Monday, September 21, 2009

Murakami Scrapes Bottom

Perhaps the worst book ever written by a (formerly) major writer -- and truly amazing someone was paid to "write" this 180-page scribble. But then the publishing world is like the yakuza: once you're in, you're in. (Or you're dead.)

Open a page, any page. 24:
It's August 14th, a Sunday. This morning I ran an hour and fifteen minutes listening to Carla Thomas and Otis Redding on my MD player. In the afternoon I swam 1,400 yards at the pool and in the evening swam at the beach. And after that I had dinner--beer and fish--at the Hanalea Dolphin Restaurant just outside the town of Hanalea. The dish I have is walu, a kind of white fish. They grill it for me over charcoal, and I eat it with soy sauce. The side dish is vegetable kababs, plus a large salad.
No desert?

Page 139: 
There were torrential rains in parts of [Japan], and a lot of people died. They say it's all because of global warming. Maybe it is, and maybe it isn't. Some experts claim it is, some claim it isn't. There's some proof that it is, some proof that it isn't. But still people say that most of the problems the earth is facing are, more or less, due to global warming. When sales of apparel go down, when tons of driftwood wash up on the shore, when there are floods and droughts, when consumer prices go up, most of the fault is scribed to global warming. What the world needs is a set villain that people can point at and say, "It's all your fault!"
If only Karl Marx had such understanding.

88:
Young girls in revealing bikinis are sunbathing in beach towels, listening to their Walkmen or iPods. An ice cream van stops and sets up shop. Someone's playing a guitar, an old Neil Young tune, and a long-haired dog is single-mindedly chasing a Frisbee. A Democrat psychiatrist (at least that's who I think he is) drives along the river road in a russet-colored Saab convertible.
A Democrat psychiatrist -- "a least that's who I think he is." Since Murakami long ago stopped being able to perceive anyone beyond his or her Yuppie externals, how interesting. As Truman Capote once said of Kerouac "This isn't writing. It's typing."

And from page 99:
If possible, I'd like to avoid ... literary burnout. My idea of literature is something more spontaneous, more cohesive, something with a kind of natural, positive vitality. For me, writing a novel is like climbing a mountain, struggling up the face of the cliff, reaching the summit after a long and arduous ordeal. . . That's my aim as a novelist. And besides, at this point I don't have the leisure to be burned out. Which is exactly why even though people say 'He's no artist,' I keep on running.
Literary burnout?? This guy's become a cross between one of Billy Crystal's writing students in Throw Momma from the Train and John Cassavetes at the end of The Fury.

What happened?

Wind-Up Bird Chronicle remains not only one of the great late-20th Century novels, but for me one of the most important private books. I was lucky enough to find it, or it found me, during a time of brutal divorce. I read the book three times and it helped me to heal and to grieve. And there are other lovely achievements: Sputnik Sweetheart, South of the Border and the short story masterpiece "Tony Takitani." What happened to Murakami is right here in this flyspeck of a running book: the man now revels in his own navel-gazing narcissism. Has there ever been a writer as in love with his own thought process as Murakami? Okay, sure: Mailer, Miller, Lawrence, Henry James, Simone Weil, Goethe. But in Murakami's case, we're talking about a meatball mind. He seems very hip to the notion that one must push one's strengths and forget about what one was not blessed with. And when his beautiful craft and strangeness carried the day, he produced beautiful works. Since things began to fall apart at about the moment he became a Big Time Literary Celebrity, whatever balance he once had between the unconscious magic of creation and his own "ideas" was trashed by new found fame. The ideas became predominant. And trash is what he's produced since.

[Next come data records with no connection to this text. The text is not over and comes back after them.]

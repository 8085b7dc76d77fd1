// ABOUTME: Route handlers for the cooking preference REST API
// ABOUTME: Reads and replaces the single preference record of the authenticated user
//
// SPDX-License-Identifier: MIT OR Apache-2.0

use crate::database::PreferenceUpdate;
use crate::errors::AppError;
use crate::models::Preference;
use crate::routes::parse_json_body;
use crate::server::ServerResources;
use axum::{
    body::Bytes,
    extract::State,
    http::{HeaderMap, StatusCode},
    response::{IntoResponse, Response},
    routing::{get, put},
    Json, Router,
};
use serde::{Deserialize, Serialize};
use std::sync::Arc;

/// Wire shape of a preference record
#[derive(Debug, Serialize, Deserialize)]
#[serde(rename_all = "camelCase")]
pub struct PreferenceResponse {
    /// Preferred maximum cooking time in minutes
    pub cooking_time: i64,
    /// Self-reported skill level
    pub skill_level: String,
    /// Default serving size
    pub serving_size: i64,
    /// Whether the user meal-preps
    pub meal_prep: bool,
    /// Last update timestamp
    pub updated_at: String,
}

impl From<Preference> for PreferenceResponse {
    fn from(preference: Preference) -> Self {
        Self {
            cooking_time: preference.cooking_time_minutes,
            skill_level: preference.skill_level,
            serving_size: preference.serving_size,
            meal_prep: preference.meal_prep,
            updated_at: preference.updated_at.to_rfc3339(),
        }
    }
}

/// Request body replacing all preference fields
#[derive(Debug, Deserialize)]
#[serde(rename_all = "camelCase")]
pub struct PutPreferencesBody {
    /// Preferred maximum cooking time in minutes
    pub cooking_time: i64,
    /// Self-reported skill level
    pub skill_level: String,
    /// Default serving size
    pub serving_size: i64,
    /// Whether the user meal-preps
    pub meal_prep: bool,
}

/// Preference routes implementation
pub struct PreferenceRoutes;

impl PreferenceRoutes {
    /// Create all preference routes
    pub fn routes(resources: Arc<ServerResources>) -> Router {
        Router::new()
            .route("/api/preferences", get(Self::handle_get))
            .route("/api/preferences", put(Self::handle_put))
            .with_state(resources)
    }

    /// Handle GET /api/preferences - current user's preference record or null
    async fn handle_get(
        State(resources): State<Arc<ServerResources>>,
        headers: HeaderMap,
    ) -> Result<Response, AppError> {
        let auth = resources.session_guard.authenticate(&headers).await?;

        let preference = resources.database.get_preferences(auth.user_id).await?;
        let response: Option<PreferenceResponse> = preference.map(Into::into);
        Ok((StatusCode::OK, Json(response)).into_response())
    }

    /// Handle PUT /api/preferences - upsert all preference fields at once
    async fn handle_put(
        State(resources): State<Arc<ServerResources>>,
        headers: HeaderMap,
        body: Bytes,
    ) -> Result<Response, AppError> {
        let auth = resources.session_guard.authenticate(&headers).await?;

        let body: PutPreferencesBody = parse_json_body(&body)?;
        let update = PreferenceUpdate {
            cooking_time_minutes: body.cooking_time,
            skill_level: body.skill_level,
            serving_size: body.serving_size,
            meal_prep: body.meal_prep,
        };
        let preference = resources
            .database
            .upsert_preferences(auth.user_id, &update)
            .await?;

        let response: PreferenceResponse = preference.into();
        Ok((StatusCode::OK, Json(response)).into_response())
    }
}
// ABOUTME: Environment configuration management for deployment-specific settings
// ABOUTME: Handles environment variables, database URLs, and runtime configuration parsing
//
// SPDX-License-Identifier: MIT OR Apache-2.0

//! Environment-based configuration management for production deployment

use anyhow::{Context, Result};
use serde::{Deserialize, Serialize};
use std::env;
use std::path::PathBuf;
use tracing::info;

/// Default HTTP port when `HTTP_PORT` is unset
const DEFAULT_HTTP_PORT: u16 = 8081;
/// Default session lifetime in hours when `SESSION_EXPIRY_HOURS` is unset
const DEFAULT_SESSION_EXPIRY_HOURS: u64 = 24;

/// Strongly typed log level configuration
#[derive(Debug, Clone, Serialize, Deserialize, PartialEq, Eq, Default)]
#[serde(rename_all = "lowercase")]
pub enum LogLevel {
    Error,
    Warn,
    #[default]
    Info,
    Debug,
    Trace,
}

impl LogLevel {
    /// Parse from string with fallback
    #[must_use]
    pub fn from_str_or_default(s: &str) -> Self {
        match s.to_lowercase().as_str() {
            "error" => Self::Error,
            "warn" => Self::Warn,
            "debug" => Self::Debug,
            "trace" => Self::Trace,
            _ => Self::Info,
        }
    }
}

impl std::fmt::Display for LogLevel {
    fn fmt(&self, f: &mut std::fmt::Formatter<'_>) -> std::fmt::Result {
        match self {
            Self::Error => write!(f, "error"),
            Self::Warn => write!(f, "warn"),
            Self::Info => write!(f, "info"),
            Self::Debug => write!(f, "debug"),
            Self::Trace => write!(f, "trace"),
        }
    }
}

/// Environment type for deployment-specific behavior
#[derive(Debug, Clone, Serialize, Deserialize, PartialEq, Eq, Default)]
#[serde(rename_all = "lowercase")]
pub enum Environment {
    #[default]
    Development,
    Production,
    Testing,
}

impl Environment {
    /// Parse from string with fallback
    #[must_use]
    pub fn from_str_or_default(s: &str) -> Self {
        match s.to_lowercase().as_str() {
            "production" | "prod" => Self::Production,
            "testing" | "test" => Self::Testing,
            _ => Self::Development,
        }
    }

    /// Check if this is a production environment
    #[must_use]
    pub const fn is_production(&self) -> bool {
        matches!(self, Self::Production)
    }
}

impl std::fmt::Display for Environment {
    fn fmt(&self, f: &mut std::fmt::Formatter<'_>) -> std::fmt::Result {
        match self {
            Self::Development => write!(f, "development"),
            Self::Production => write!(f, "production"),
            Self::Testing => write!(f, "testing"),
        }
    }
}

/// Type-safe database location
#[derive(Debug, Clone, Serialize, Deserialize)]
pub enum DatabaseUrl {
    /// SQLite database with file path
    SQLite { path: PathBuf },
    /// In-memory SQLite (for testing)
    Memory,
}

impl DatabaseUrl {
    /// Parse from a `sqlite:` URL string
    pub fn parse_url(s: &str) -> Result<Self> {
        let path_str = s
            .strip_prefix("sqlite:")
            .with_context(|| format!("Unsupported database URL (expected sqlite:...): {s}"))?;
        if path_str == ":memory:" {
            Ok(Self::Memory)
        } else {
            Ok(Self::SQLite {
                path: PathBuf::from(path_str),
            })
        }
    }

    /// Render as a sqlx connection string
    #[must_use]
    pub fn to_connection_string(&self) -> String {
        match self {
            Self::SQLite { path } => format!("sqlite:{}", path.display()),
            Self::Memory => "sqlite::memory:".to_owned(),
        }
    }
}

impl Default for DatabaseUrl {
    fn default() -> Self {
        Self::SQLite {
            path: PathBuf::from("data/ladle.db"),
        }
    }
}

/// Database configuration
#[derive(Debug, Clone, Serialize, Deserialize)]
pub struct DatabaseConfig {
    /// Database location
    pub url: DatabaseUrl,
}

/// CORS configuration
#[derive(Debug, Clone, Serialize, Deserialize)]
pub struct CorsConfig {
    /// Comma-separated allowed origins, or "*" for any
    pub allowed_origins: String,
}

/// Transactional email collaborator configuration. Absent when the deployment
/// does not dispatch recipe report emails.
#[derive(Debug, Clone, Serialize, Deserialize)]
pub struct EmailConfig {
    /// Email service API base URL
    pub api_url: String,
    /// Email service API key
    pub api_key: String,
    /// From address for outbound mail
    pub from_address: String,
    /// Recipient for recipe report emails
    pub report_recipient: String,
}

/// Server configuration loaded from environment variables
#[derive(Debug, Clone, Serialize, Deserialize)]
pub struct ServerConfig {
    /// HTTP API port
    pub http_port: u16,
    /// Log level
    pub log_level: LogLevel,
    /// Deployment environment
    pub environment: Environment,
    /// Database configuration
    pub database: DatabaseConfig,
    /// CORS settings
    pub cors: CorsConfig,
    /// Session lifetime in hours
    pub session_expiry_hours: u64,
    /// Transactional email configuration, if configured
    pub email: Option<EmailConfig>,
}

impl ServerConfig {
    /// Load configuration from environment variables
    ///
    /// # Errors
    ///
    /// Returns an error if a variable is present but unparseable.
    pub fn from_env() -> Result<Self> {
        info!("Loading configuration from environment variables");

        let email = match env::var("EMAIL_API_KEY") {
            Ok(api_key) => Some(EmailConfig {
                api_url: env_var_or("EMAIL_API_URL", "https://api.resend.com/emails")?,
                api_key,
                from_address: env_var_or("EMAIL_FROM_ADDRESS", "noreply@ladle.app")?,
                report_recipient: env_var_or("EMAIL_REPORT_RECIPIENT", "reports@ladle.app")?,
            }),
            Err(_) => None,
        };

        Ok(Self {
            http_port: env_var_or("HTTP_PORT", &DEFAULT_HTTP_PORT.to_string())?
                .parse()
                .context("Invalid HTTP_PORT value")?,
            log_level: LogLevel::from_str_or_default(&env_var_or("LOG_LEVEL", "info")?),
            environment: Environment::from_str_or_default(&env_var_or(
                "ENVIRONMENT",
                "development",
            )?),
            database: DatabaseConfig {
                url: DatabaseUrl::parse_url(&env_var_or("DATABASE_URL", "sqlite:data/ladle.db")?)
                    .context("Invalid DATABASE_URL value")?,
            },
            cors: CorsConfig {
                allowed_origins: env_var_or("CORS_ALLOWED_ORIGINS", "*")?,
            },
            session_expiry_hours: env_var_or(
                "SESSION_EXPIRY_HOURS",
                &DEFAULT_SESSION_EXPIRY_HOURS.to_string(),
            )?
            .parse()
            .context("Invalid SESSION_EXPIRY_HOURS value")?,
            email,
        })
    }

    /// Get a summary of the configuration for logging (without secrets)
    #[must_use]
    pub fn summary(&self) -> String {
        format!(
            "Ladle Server Configuration:\n\
             - HTTP Port: {}\n\
             - Log Level: {}\n\
             - Environment: {}\n\
             - Database: {}\n\
             - Report Email: {}\n\
             - Session Expiry: {}h",
            self.http_port,
            self.log_level,
            self.environment,
            self.database.url.to_connection_string(),
            if self.email.is_some() {
                "Enabled"
            } else {
                "Disabled"
            },
            self.session_expiry_hours,
        )
    }
}

/// Get environment variable or default value
fn env_var_or(key: &str, default: &str) -> Result<String> {
    Ok(env::var(key).unwrap_or_else(|_| default.to_owned()))
}

#[cfg(test)]
mod tests {
    use super::*;

    #[test]
    fn test_parse_sqlite_url() {
        let url = DatabaseUrl::parse_url("sqlite:data/test.db").unwrap();
        assert_eq!(url.to_connection_string(), "sqlite:data/test.db");

        let memory = DatabaseUrl::parse_url("sqlite::memory:").unwrap();
        assert!(matches!(memory, DatabaseUrl::Memory));
    }

    #[test]
    fn test_rejects_non_sqlite_url() {
        assert!(DatabaseUrl::parse_url("postgres://localhost/ladle").is_err());
    }

    #[test]
    fn test_log_level_fallback() {
        assert_eq!(LogLevel::from_str_or_default("DEBUG"), LogLevel::Debug);
        assert_eq!(LogLevel::from_str_or_default("nonsense"), LogLevel::Info);
    }
}
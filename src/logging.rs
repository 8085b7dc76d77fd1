// ABOUTME: Logging configuration and structured logging setup for observability
// ABOUTME: Configures log levels, formatters, and output destinations
//
// SPDX-License-Identifier: MIT OR Apache-2.0

//! Production-ready logging configuration with structured output

use anyhow::Result;
use std::env;
use std::io;
use tracing::info;
use tracing_subscriber::{
    fmt::{self, format::FmtSpan},
    layer::SubscriberExt,
    util::SubscriberInitExt,
    EnvFilter,
};

/// Logging configuration
#[derive(Debug, Clone)]
pub struct LoggingConfig {
    /// Log level directive (trace, debug, info, warn, error)
    pub level: String,
    /// Output format (json, pretty, compact)
    pub format: LogFormat,
    /// Include source file and line numbers
    pub include_location: bool,
    /// Include span open/close events
    pub include_spans: bool,
}

/// Log output format options
#[derive(Debug, Clone)]
pub enum LogFormat {
    /// `JSON` format for production logging
    Json,
    /// Pretty format for development
    Pretty,
    /// Compact format for space-constrained environments
    Compact,
}

impl Default for LoggingConfig {
    fn default() -> Self {
        Self {
            level: "info".into(),
            format: LogFormat::Pretty,
            include_location: false,
            include_spans: false,
        }
    }
}

impl LoggingConfig {
    /// Build logging configuration from environment variables
    #[must_use]
    pub fn from_env() -> Self {
        let level = env::var("RUST_LOG").unwrap_or_else(|_| "info".into());

        let format = match env::var("LOG_FORMAT").as_deref() {
            Ok("json") => LogFormat::Json,
            Ok("compact") => LogFormat::Compact,
            _ => LogFormat::Pretty,
        };

        let is_production = env::var("ENVIRONMENT").as_deref() == Ok("production");

        Self {
            level,
            format,
            include_location: is_production || env::var("LOG_INCLUDE_LOCATION").is_ok(),
            include_spans: is_production || env::var("LOG_INCLUDE_SPANS").is_ok(),
        }
    }

    /// Initialize the global tracing subscriber
    ///
    /// # Errors
    ///
    /// Returns an error if a subscriber is already installed.
    pub fn init(&self) -> Result<()> {
        // RUST_LOG takes precedence; noisy HTTP internals stay at warn
        let env_filter = EnvFilter::new(&self.level)
            .add_directive(
                "hyper=warn"
                    .parse()
                    .unwrap_or_else(|_| tracing::Level::WARN.into()),
            )
            .add_directive(
                "reqwest=warn"
                    .parse()
                    .unwrap_or_else(|_| tracing::Level::WARN.into()),
            )
            .add_directive(
                "sqlx=info"
                    .parse()
                    .unwrap_or_else(|_| tracing::Level::INFO.into()),
            )
            .add_directive(
                "tower_http=info"
                    .parse()
                    .unwrap_or_else(|_| tracing::Level::INFO.into()),
            );

        let registry = tracing_subscriber::registry().with(env_filter);

        let span_events = if self.include_spans {
            FmtSpan::NEW | FmtSpan::CLOSE
        } else {
            FmtSpan::NONE
        };

        match self.format {
            LogFormat::Json => {
                let json_layer = fmt::layer()
                    .with_file(self.include_location)
                    .with_line_number(self.include_location)
                    .with_target(true)
                    .with_writer(io::stdout)
                    .with_span_events(span_events)
                    .json();
                registry.with(json_layer).try_init()?;
            }
            LogFormat::Pretty => {
                let pretty_layer = fmt::layer()
                    .with_file(self.include_location)
                    .with_line_number(self.include_location)
                    .with_target(true)
                    .with_writer(io::stdout)
                    .with_span_events(span_events);
                registry.with(pretty_layer).try_init()?;
            }
            LogFormat::Compact => {
                let compact_layer = fmt::layer()
                    .compact()
                    .with_file(false)
                    .with_line_number(false)
                    .with_target(false)
                    .with_writer(io::stdout)
                    .with_span_events(FmtSpan::NONE);
                registry.with(compact_layer).try_init()?;
            }
        }

        info!(
            service.name = "ladle-server",
            service.version = env!("CARGO_PKG_VERSION"),
            log.level = %self.level,
            log.format = ?self.format,
            "Ladle server starting up"
        );

        Ok(())
    }
}

/// Initialize logging from environment variables
///
/// # Errors
///
/// Returns an error if a subscriber is already installed.
pub fn init_from_env() -> Result<()> {
    LoggingConfig::from_env().init()
}
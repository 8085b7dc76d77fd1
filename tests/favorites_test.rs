// ABOUTME: Integration tests for the favorites toggle
// ABOUTME: Covers idempotent add/remove, summary listing, and ids listing
//
// SPDX-License-Identifier: MIT OR Apache-2.0

#![allow(missing_docs, clippy::unwrap_used)]

mod common;

use ladle::database::FavoriteAction;
use ladle::errors::ErrorCode;
use uuid::Uuid;

#[tokio::test]
async fn test_add_twice_leaves_one_edge() {
    let database = common::create_test_database().await.unwrap();
    let user = common::seed_user(&database).await.unwrap();
    let recipe = common::seed_recipe(&database, "Pad Thai").await.unwrap();

    database
        .set_favorite(user.id, recipe.id, FavoriteAction::Add)
        .await
        .unwrap();
    database
        .set_favorite(user.id, recipe.id, FavoriteAction::Add)
        .await
        .unwrap();

    let ids = database.list_favorite_ids(user.id).await.unwrap();
    assert_eq!(ids, vec![recipe.id]);
}

#[tokio::test]
async fn test_remove_absent_edge_is_a_no_op_success() {
    let database = common::create_test_database().await.unwrap();
    let user = common::seed_user(&database).await.unwrap();
    let recipe = common::seed_recipe(&database, "Ramen").await.unwrap();

    database
        .set_favorite(user.id, recipe.id, FavoriteAction::Remove)
        .await
        .unwrap();

    assert!(database.list_favorite_ids(user.id).await.unwrap().is_empty());
}

#[tokio::test]
async fn test_unknown_user_or_recipe_is_not_found() {
    let database = common::create_test_database().await.unwrap();
    let user = common::seed_user(&database).await.unwrap();
    let recipe = common::seed_recipe(&database, "Tacos").await.unwrap();

    let error = database
        .set_favorite(Uuid::new_v4(), recipe.id, FavoriteAction::Add)
        .await
        .unwrap_err();
    assert_eq!(error.code, ErrorCode::ResourceNotFound);

    let error = database
        .set_favorite(user.id, Uuid::new_v4(), FavoriteAction::Add)
        .await
        .unwrap_err();
    assert_eq!(error.code, ErrorCode::ResourceNotFound);
}

#[tokio::test]
async fn test_list_returns_summaries_only() {
    let database = common::create_test_database().await.unwrap();
    let user = common::seed_user(&database).await.unwrap();
    let recipe = common::seed_recipe(&database, "Bibimbap").await.unwrap();

    database
        .set_favorite(user.id, recipe.id, FavoriteAction::Add)
        .await
        .unwrap();

    let favorites = database.list_favorites(user.id).await.unwrap();
    assert_eq!(favorites.len(), 1);
    assert_eq!(favorites[0].id, recipe.id);
    assert_eq!(favorites[0].title, "Bibimbap");
    assert_eq!(favorites[0].cooking_time_minutes, 30);
}

#[tokio::test]
async fn test_ids_for_unknown_user_is_empty_not_error() {
    let database = common::create_test_database().await.unwrap();

    let ids = database.list_favorite_ids(Uuid::new_v4()).await.unwrap();
    assert!(ids.is_empty());
}

#[tokio::test]
async fn test_toggle_roundtrip() {
    let database = common::create_test_database().await.unwrap();
    let user = common::seed_user(&database).await.unwrap();
    let recipe = common::seed_recipe(&database, "Pho").await.unwrap();

    database
        .set_favorite(user.id, recipe.id, FavoriteAction::Add)
        .await
        .unwrap();
    database
        .set_favorite(user.id, recipe.id, FavoriteAction::Remove)
        .await
        .unwrap();

    assert!(database.list_favorites(user.id).await.unwrap().is_empty());
}
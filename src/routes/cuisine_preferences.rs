// ABOUTME: Route handlers for the cuisine preference set REST API
// ABOUTME: Lists and atomically replaces the authenticated user's cuisine affinities
//
// SPDX-License-Identifier: MIT OR Apache-2.0

use crate::database::CuisinePreferenceEntry;
use crate::errors::AppError;
use crate::models::{AffinityLevel, CuisinePreference};
use crate::routes::parse_json_body;
use crate::server::ServerResources;
use axum::{
    body::Bytes,
    extract::State,
    http::{HeaderMap, StatusCode},
    response::{IntoResponse, Response},
    routing::{get, put},
    Json, Router,
};
use serde::{Deserialize, Serialize};
use std::sync::Arc;

/// Wire shape of one cuisine preference joined with its cuisine
#[derive(Debug, Serialize, Deserialize)]
#[serde(rename_all = "camelCase")]
pub struct CuisinePreferenceResponse {
    /// Unique identifier
    pub id: String,
    /// Referenced cuisine id
    pub cuisine_id: String,
    /// Cuisine display name
    pub cuisine_name: String,
    /// Affinity level
    pub level: AffinityLevel,
}

impl From<CuisinePreference> for CuisinePreferenceResponse {
    fn from(preference: CuisinePreference) -> Self {
        Self {
            id: preference.id.to_string(),
            cuisine_id: preference.cuisine.id,
            cuisine_name: preference.cuisine.name,
            level: preference.level,
        }
    }
}

/// One submitted cuisine preference. The cuisine must already exist;
/// unknown ids fail the whole replacement, unlike the allergy set's
/// ingredient auto-create. Level literals outside love/like/neutral/dislike
/// reject the whole request.
#[derive(Debug, Deserialize)]
#[serde(rename_all = "camelCase")]
pub struct CuisinePreferenceEntryBody {
    /// Referenced cuisine id
    pub cuisine_id: String,
    /// Affinity level
    pub level: AffinityLevel,
}

/// Request body replacing the entire cuisine preference set
#[derive(Debug, Deserialize)]
pub struct PutCuisinePreferencesBody {
    /// Complete new preference list
    pub preferences: Vec<CuisinePreferenceEntryBody>,
}

/// Cuisine preference routes implementation
pub struct CuisinePreferenceRoutes;

impl CuisinePreferenceRoutes {
    /// Create all cuisine preference routes
    pub fn routes(resources: Arc<ServerResources>) -> Router {
        Router::new()
            .route("/api/cuisine-preferences", get(Self::handle_get))
            .route("/api/cuisine-preferences", put(Self::handle_put))
            .with_state(resources)
    }

    /// Handle GET /api/cuisine-preferences - list preferences with cuisines
    async fn handle_get(
        State(resources): State<Arc<ServerResources>>,
        headers: HeaderMap,
    ) -> Result<Response, AppError> {
        let auth = resources.session_guard.authenticate(&headers).await?;

        let preferences = resources
            .database
            .list_cuisine_preferences(auth.user_id)
            .await?;
        let response: Vec<CuisinePreferenceResponse> =
            preferences.into_iter().map(Into::into).collect();
        Ok((StatusCode::OK, Json(response)).into_response())
    }

    /// Handle PUT /api/cuisine-preferences - replace the entire set
    async fn handle_put(
        State(resources): State<Arc<ServerResources>>,
        headers: HeaderMap,
        body: Bytes,
    ) -> Result<Response, AppError> {
        let auth = resources.session_guard.authenticate(&headers).await?;

        let body: PutCuisinePreferencesBody = parse_json_body(&body)?;
        let entries: Vec<CuisinePreferenceEntry> = body
            .preferences
            .into_iter()
            .map(|entry| CuisinePreferenceEntry {
                cuisine_id: entry.cuisine_id,
                level: entry.level,
            })
            .collect();

        let preferences = resources
            .database
            .replace_cuisine_preferences(auth.user_id, &entries)
            .await?;
        let response: Vec<CuisinePreferenceResponse> =
            preferences.into_iter().map(Into::into).collect();
        Ok((StatusCode::OK, Json(response)).into_response())
    }
}
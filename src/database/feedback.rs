// ABOUTME: Dietary Feedback Aggregator database operations
// ABOUTME: Append-only classification disputes with threshold-based review flagging

use super::allergies::parse_id;
use super::users::parse_timestamp;
use super::Database;
use crate::errors::{AppError, AppResult};
use crate::models::DietaryFeedback;
use chrono::Utc;
use serde::{Deserialize, Serialize};
use sqlx::Row;
use uuid::Uuid;

/// Number of classification-disputing reports that flags a recipe for
/// manual review
pub const REVIEW_THRESHOLD: i64 = 3;

/// One submitted dietary feedback record. Repeat submissions from the same
/// actor are counted; there is no submitter deduplication.
#[derive(Debug, Clone, Serialize, Deserialize)]
pub struct DietaryFeedbackSubmission {
    /// Whether the low-FODMAP classification is disputed
    pub low_fodmap_incorrect: bool,
    /// Whether the fermented classification is disputed
    pub fermented_incorrect: bool,
    /// Whether the pescatarian classification is disputed
    pub pescatarian_incorrect: bool,
    /// Free-text comment
    pub comment: Option<String>,
    /// Snapshot of the analysis the submitter is disputing
    pub current_analysis: serde_json::Value,
}

/// Result of a feedback submission
#[derive(Debug, Clone)]
pub struct FeedbackOutcome {
    /// Identifier of the appended feedback record
    pub feedback_id: Uuid,
    /// Number of classification-disputing reports now on the recipe
    pub dispute_count: i64,
    /// Whether this submission triggered the review flag update
    pub review_flagged: bool,
}

impl Database {
    /// Create the dietary feedback table
    pub(super) async fn migrate_feedback(&self) -> AppResult<()> {
        sqlx::query(
            r"
            CREATE TABLE IF NOT EXISTS dietary_feedback (
                id TEXT PRIMARY KEY,
                recipe_id TEXT NOT NULL REFERENCES recipes(id) ON DELETE CASCADE,
                low_fodmap_incorrect BOOLEAN NOT NULL DEFAULT 0,
                fermented_incorrect BOOLEAN NOT NULL DEFAULT 0,
                pescatarian_incorrect BOOLEAN NOT NULL DEFAULT 0,
                comment TEXT,
                analysis_snapshot TEXT NOT NULL,
                created_at TEXT NOT NULL
            )
            ",
        )
        .execute(self.pool())
        .await?;

        sqlx::query(
            "CREATE INDEX IF NOT EXISTS idx_dietary_feedback_recipe_id ON dietary_feedback(recipe_id)",
        )
        .execute(self.pool())
        .await?;

        Ok(())
    }

    /// Append one dietary feedback record and re-evaluate the review
    /// threshold.
    ///
    /// The record is appended unconditionally. Afterwards the number of
    /// reports disputing at least one classification is recounted, and at or
    /// above [`REVIEW_THRESHOLD`] the recipe's `needs_review` flag is set.
    /// The check runs on every submission, not just on crossing, so a
    /// manually cleared flag is re-raised by the next qualifying report.
    ///
    /// # Errors
    ///
    /// Returns a not-found error when the recipe does not exist, or a
    /// database error if the store fails.
    pub async fn submit_dietary_feedback(
        &self,
        recipe_id: Uuid,
        submission: &DietaryFeedbackSubmission,
    ) -> AppResult<FeedbackOutcome> {
        if !self.recipe_exists(recipe_id).await? {
            return Err(AppError::not_found(format!("Recipe {recipe_id}")));
        }

        let feedback_id = Uuid::new_v4();
        let snapshot = serde_json::to_string(&submission.current_analysis)?;

        sqlx::query(
            r"
            INSERT INTO dietary_feedback (
                id, recipe_id, low_fodmap_incorrect, fermented_incorrect,
                pescatarian_incorrect, comment, analysis_snapshot, created_at
            ) VALUES ($1, $2, $3, $4, $5, $6, $7, $8)
            ",
        )
        .bind(feedback_id.to_string())
        .bind(recipe_id.to_string())
        .bind(submission.low_fodmap_incorrect)
        .bind(submission.fermented_incorrect)
        .bind(submission.pescatarian_incorrect)
        .bind(&submission.comment)
        .bind(&snapshot)
        .bind(Utc::now().to_rfc3339())
        .execute(self.pool())
        .await
        .map_err(|e| AppError::database(format!("Failed to record dietary feedback: {e}")))?;

        let dispute_count = self.count_disputing_feedback(recipe_id).await?;
        let review_flagged = dispute_count >= REVIEW_THRESHOLD;
        if review_flagged {
            self.mark_needs_review(recipe_id).await?;
            tracing::info!(
                recipe_id = %recipe_id,
                dispute_count,
                "recipe flagged for dietary classification review"
            );
        }

        Ok(FeedbackOutcome {
            feedback_id,
            dispute_count,
            review_flagged,
        })
    }

    /// Count feedback records disputing at least one classification
    ///
    /// # Errors
    ///
    /// Returns an error if the store fails.
    pub async fn count_disputing_feedback(&self, recipe_id: Uuid) -> AppResult<i64> {
        let row = sqlx::query(
            r"
            SELECT COUNT(*) AS count
            FROM dietary_feedback
            WHERE recipe_id = $1
              AND (low_fodmap_incorrect = 1 OR fermented_incorrect = 1 OR pescatarian_incorrect = 1)
            ",
        )
        .bind(recipe_id.to_string())
        .fetch_one(self.pool())
        .await
        .map_err(|e| AppError::database(format!("Failed to count dietary feedback: {e}")))?;

        Ok(row.try_get("count")?)
    }

    /// List all feedback records for a recipe, oldest first
    ///
    /// # Errors
    ///
    /// Returns an error if the store fails.
    pub async fn list_dietary_feedback(&self, recipe_id: Uuid) -> AppResult<Vec<DietaryFeedback>> {
        let rows = sqlx::query(
            r"
            SELECT id, low_fodmap_incorrect, fermented_incorrect, pescatarian_incorrect,
                   comment, analysis_snapshot, created_at
            FROM dietary_feedback
            WHERE recipe_id = $1
            ORDER BY created_at ASC
            ",
        )
        .bind(recipe_id.to_string())
        .fetch_all(self.pool())
        .await
        .map_err(|e| AppError::database(format!("Failed to list dietary feedback: {e}")))?;

        rows.iter()
            .map(|row| {
                let id: String = row.try_get("id")?;
                let snapshot: String = row.try_get("analysis_snapshot")?;
                let created_at: String = row.try_get("created_at")?;
                Ok(DietaryFeedback {
                    id: parse_id(&id)?,
                    recipe_id,
                    low_fodmap_incorrect: row.try_get("low_fodmap_incorrect")?,
                    fermented_incorrect: row.try_get("fermented_incorrect")?,
                    pescatarian_incorrect: row.try_get("pescatarian_incorrect")?,
                    comment: row.try_get("comment")?,
                    analysis_snapshot: serde_json::from_str(&snapshot)?,
                    created_at: parse_timestamp(&created_at)?,
                })
            })
            .collect()
    }
}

But he sure knows his audience -- evidently as self-involved and as incapable (or unwilling) to engage something outside themselves as is Murakami. He knows the happiness or sadness of every muscle in his body. Yet what about fatherhood, Haru-san? You've been married to the same lovely devoted woman since you were both in college, and you have all the yen in the world. Where are your children? Instead of wasting time on 62-mile Ubermarathons, try helping the poor. Try fighting in a war. Maybe try homelessness for a month, sort of a modern day Sullivan's Travels. Prison helps the soul, so they say. Try it.

Anything. But stop eating your damn walu.